- _Required work_
What lines of the data below hold "DiagnosticCode"? Show them.

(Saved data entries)
────────────────────
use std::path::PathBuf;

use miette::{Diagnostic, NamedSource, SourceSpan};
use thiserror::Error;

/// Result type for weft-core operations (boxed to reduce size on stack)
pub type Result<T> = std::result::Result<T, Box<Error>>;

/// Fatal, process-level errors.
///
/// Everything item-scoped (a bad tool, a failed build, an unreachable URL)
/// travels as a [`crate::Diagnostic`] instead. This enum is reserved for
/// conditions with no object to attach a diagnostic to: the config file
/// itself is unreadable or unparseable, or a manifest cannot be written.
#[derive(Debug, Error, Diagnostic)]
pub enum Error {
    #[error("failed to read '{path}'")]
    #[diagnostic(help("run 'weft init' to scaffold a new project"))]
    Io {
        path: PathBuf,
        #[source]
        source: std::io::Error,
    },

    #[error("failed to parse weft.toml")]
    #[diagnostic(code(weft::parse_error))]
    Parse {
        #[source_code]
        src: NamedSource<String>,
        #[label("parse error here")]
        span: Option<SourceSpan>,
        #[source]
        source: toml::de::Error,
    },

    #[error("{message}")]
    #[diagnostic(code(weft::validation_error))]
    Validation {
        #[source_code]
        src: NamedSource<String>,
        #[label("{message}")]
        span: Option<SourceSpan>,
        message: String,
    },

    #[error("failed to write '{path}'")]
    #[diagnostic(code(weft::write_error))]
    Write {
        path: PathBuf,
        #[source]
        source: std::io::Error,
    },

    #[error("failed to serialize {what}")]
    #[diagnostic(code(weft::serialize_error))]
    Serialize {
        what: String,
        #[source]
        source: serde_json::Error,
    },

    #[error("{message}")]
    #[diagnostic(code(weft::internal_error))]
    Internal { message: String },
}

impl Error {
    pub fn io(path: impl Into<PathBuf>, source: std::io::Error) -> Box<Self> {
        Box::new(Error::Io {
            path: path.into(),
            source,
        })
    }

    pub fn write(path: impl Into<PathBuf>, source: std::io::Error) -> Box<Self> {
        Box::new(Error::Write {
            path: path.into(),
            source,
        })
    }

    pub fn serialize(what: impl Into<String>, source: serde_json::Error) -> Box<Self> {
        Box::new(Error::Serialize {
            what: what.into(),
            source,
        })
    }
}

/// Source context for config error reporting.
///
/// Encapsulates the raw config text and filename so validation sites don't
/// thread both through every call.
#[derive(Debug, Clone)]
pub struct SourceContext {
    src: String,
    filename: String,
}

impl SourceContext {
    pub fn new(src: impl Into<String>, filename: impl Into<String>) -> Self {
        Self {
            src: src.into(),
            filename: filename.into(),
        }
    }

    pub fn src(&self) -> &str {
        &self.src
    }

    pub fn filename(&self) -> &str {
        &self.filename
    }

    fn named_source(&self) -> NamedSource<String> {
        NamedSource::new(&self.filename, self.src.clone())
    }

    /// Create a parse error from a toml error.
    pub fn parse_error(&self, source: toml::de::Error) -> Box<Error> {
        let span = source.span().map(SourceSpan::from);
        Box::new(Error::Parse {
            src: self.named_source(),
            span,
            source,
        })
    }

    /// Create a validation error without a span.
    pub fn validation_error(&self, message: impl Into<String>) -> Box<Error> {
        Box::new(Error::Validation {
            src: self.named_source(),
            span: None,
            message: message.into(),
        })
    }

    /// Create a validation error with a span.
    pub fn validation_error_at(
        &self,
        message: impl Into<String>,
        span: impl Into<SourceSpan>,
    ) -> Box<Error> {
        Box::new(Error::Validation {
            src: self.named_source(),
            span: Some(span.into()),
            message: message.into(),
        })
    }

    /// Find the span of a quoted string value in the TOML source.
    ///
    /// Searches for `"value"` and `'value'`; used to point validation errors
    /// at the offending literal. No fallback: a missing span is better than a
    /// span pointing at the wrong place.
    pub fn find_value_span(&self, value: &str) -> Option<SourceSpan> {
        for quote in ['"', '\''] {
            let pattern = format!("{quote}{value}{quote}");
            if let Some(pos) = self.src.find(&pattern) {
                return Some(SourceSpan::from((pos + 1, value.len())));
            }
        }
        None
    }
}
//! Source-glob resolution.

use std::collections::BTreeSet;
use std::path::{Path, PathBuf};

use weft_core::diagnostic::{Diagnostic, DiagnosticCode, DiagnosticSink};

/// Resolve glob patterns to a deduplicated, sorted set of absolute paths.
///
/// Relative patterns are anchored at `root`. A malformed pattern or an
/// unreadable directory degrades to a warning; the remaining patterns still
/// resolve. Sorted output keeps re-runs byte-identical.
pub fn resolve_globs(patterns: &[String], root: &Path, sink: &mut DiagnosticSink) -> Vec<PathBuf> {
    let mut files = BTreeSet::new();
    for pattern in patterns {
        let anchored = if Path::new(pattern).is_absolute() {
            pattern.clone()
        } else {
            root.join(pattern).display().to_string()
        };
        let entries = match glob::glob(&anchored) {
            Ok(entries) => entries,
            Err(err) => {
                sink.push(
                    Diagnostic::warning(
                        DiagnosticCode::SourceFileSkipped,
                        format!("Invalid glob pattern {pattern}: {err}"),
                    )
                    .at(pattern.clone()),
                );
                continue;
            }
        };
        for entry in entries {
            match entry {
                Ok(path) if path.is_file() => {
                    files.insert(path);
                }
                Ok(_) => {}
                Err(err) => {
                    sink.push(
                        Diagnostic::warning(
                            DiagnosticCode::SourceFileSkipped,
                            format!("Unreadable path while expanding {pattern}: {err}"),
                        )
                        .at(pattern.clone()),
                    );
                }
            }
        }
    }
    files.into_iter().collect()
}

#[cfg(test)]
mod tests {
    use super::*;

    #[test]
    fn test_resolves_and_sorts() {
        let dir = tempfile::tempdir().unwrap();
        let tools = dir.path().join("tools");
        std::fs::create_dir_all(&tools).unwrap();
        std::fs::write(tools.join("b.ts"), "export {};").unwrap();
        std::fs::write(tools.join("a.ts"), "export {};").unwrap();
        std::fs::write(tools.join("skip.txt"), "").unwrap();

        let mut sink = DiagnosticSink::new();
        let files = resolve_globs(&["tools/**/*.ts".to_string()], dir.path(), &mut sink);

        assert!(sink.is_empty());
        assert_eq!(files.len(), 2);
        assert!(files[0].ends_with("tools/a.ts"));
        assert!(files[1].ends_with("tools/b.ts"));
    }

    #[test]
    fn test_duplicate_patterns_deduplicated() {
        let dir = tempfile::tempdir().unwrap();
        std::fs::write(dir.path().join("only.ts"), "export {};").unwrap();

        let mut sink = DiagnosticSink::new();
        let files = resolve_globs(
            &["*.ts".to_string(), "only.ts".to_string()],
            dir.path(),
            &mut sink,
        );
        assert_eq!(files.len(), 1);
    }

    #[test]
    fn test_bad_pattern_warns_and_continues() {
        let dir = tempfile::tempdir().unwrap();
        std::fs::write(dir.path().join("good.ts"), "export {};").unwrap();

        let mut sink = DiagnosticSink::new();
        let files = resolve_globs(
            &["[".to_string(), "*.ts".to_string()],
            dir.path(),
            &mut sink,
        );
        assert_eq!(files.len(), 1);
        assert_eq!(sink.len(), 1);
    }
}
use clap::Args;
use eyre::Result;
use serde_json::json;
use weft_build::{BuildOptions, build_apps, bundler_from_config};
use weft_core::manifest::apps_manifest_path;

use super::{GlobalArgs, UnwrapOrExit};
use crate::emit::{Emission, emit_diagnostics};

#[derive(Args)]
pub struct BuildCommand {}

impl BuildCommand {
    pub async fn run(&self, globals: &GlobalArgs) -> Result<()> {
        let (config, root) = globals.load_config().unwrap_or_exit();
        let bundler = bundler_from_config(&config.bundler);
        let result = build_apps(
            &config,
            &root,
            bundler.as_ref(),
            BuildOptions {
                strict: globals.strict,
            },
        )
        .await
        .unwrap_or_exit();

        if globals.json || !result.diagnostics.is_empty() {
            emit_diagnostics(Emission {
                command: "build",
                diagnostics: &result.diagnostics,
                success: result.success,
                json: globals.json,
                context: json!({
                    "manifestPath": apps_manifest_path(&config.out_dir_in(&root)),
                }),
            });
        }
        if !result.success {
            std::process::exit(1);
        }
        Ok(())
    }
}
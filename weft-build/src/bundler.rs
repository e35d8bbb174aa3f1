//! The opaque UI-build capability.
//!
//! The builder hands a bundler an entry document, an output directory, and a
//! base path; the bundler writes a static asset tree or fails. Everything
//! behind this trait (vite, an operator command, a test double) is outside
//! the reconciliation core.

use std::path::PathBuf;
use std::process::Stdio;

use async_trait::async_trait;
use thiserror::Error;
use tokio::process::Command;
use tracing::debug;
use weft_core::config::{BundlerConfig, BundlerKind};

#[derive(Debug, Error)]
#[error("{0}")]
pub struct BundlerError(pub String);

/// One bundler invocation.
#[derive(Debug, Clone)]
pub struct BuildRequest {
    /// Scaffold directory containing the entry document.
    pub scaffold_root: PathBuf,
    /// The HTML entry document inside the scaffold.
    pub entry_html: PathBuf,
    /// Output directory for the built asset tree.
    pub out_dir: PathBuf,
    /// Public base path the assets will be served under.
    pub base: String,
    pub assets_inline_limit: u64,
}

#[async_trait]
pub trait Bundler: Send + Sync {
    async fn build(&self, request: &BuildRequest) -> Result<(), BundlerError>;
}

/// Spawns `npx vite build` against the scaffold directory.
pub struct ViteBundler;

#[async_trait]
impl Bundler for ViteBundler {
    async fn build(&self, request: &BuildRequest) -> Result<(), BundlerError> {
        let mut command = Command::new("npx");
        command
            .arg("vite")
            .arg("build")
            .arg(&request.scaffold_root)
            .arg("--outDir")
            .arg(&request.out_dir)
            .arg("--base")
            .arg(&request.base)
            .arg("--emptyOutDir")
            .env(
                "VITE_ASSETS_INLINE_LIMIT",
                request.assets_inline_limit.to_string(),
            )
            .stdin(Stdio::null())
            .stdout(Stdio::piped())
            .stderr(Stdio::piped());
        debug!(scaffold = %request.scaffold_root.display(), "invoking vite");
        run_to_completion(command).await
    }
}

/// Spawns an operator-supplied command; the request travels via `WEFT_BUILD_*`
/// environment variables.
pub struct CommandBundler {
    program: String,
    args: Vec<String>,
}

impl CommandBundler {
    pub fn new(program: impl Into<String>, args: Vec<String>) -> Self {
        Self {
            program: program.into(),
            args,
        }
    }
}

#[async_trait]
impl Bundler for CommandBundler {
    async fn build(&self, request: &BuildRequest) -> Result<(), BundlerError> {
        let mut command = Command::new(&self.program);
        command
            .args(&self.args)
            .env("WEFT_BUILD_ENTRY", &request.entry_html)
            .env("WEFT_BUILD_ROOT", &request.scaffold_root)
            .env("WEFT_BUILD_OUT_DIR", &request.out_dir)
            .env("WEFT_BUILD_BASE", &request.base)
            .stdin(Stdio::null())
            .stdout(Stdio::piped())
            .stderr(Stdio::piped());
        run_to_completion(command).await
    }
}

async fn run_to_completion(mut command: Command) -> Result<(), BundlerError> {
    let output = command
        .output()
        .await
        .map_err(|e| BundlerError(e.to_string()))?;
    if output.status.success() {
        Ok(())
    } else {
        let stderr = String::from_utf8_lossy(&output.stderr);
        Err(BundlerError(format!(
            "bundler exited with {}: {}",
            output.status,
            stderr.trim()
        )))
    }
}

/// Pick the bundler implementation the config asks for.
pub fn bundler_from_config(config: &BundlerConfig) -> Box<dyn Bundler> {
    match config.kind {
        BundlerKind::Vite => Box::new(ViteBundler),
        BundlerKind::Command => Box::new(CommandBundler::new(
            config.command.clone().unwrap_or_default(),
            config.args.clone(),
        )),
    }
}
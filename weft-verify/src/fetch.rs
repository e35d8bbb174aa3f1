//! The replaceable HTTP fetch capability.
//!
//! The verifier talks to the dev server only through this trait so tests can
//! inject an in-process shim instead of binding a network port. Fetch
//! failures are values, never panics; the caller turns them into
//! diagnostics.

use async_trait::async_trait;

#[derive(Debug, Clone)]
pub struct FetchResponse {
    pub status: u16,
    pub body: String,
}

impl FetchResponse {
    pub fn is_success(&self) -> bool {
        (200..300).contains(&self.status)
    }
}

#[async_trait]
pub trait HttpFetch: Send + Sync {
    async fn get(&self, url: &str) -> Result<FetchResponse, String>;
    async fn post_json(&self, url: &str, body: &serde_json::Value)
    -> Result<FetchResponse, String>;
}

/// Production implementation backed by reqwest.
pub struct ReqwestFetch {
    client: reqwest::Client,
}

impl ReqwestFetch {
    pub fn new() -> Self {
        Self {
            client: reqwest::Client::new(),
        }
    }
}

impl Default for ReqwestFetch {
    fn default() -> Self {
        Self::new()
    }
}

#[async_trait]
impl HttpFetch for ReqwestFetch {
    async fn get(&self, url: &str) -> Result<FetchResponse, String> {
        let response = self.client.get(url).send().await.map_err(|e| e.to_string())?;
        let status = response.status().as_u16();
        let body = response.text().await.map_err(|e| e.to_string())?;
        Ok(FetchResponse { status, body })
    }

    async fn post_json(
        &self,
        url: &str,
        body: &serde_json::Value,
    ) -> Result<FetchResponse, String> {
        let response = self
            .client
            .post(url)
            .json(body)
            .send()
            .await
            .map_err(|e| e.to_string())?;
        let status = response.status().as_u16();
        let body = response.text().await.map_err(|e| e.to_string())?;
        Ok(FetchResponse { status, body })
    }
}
────────────────────
- _Answer below_
use weft_core::diagnostic::{Diagnostic, DiagnosticCode, DiagnosticSink};
                        DiagnosticCode::SourceFileSkipped,
                            DiagnosticCode::SourceFileSkipped,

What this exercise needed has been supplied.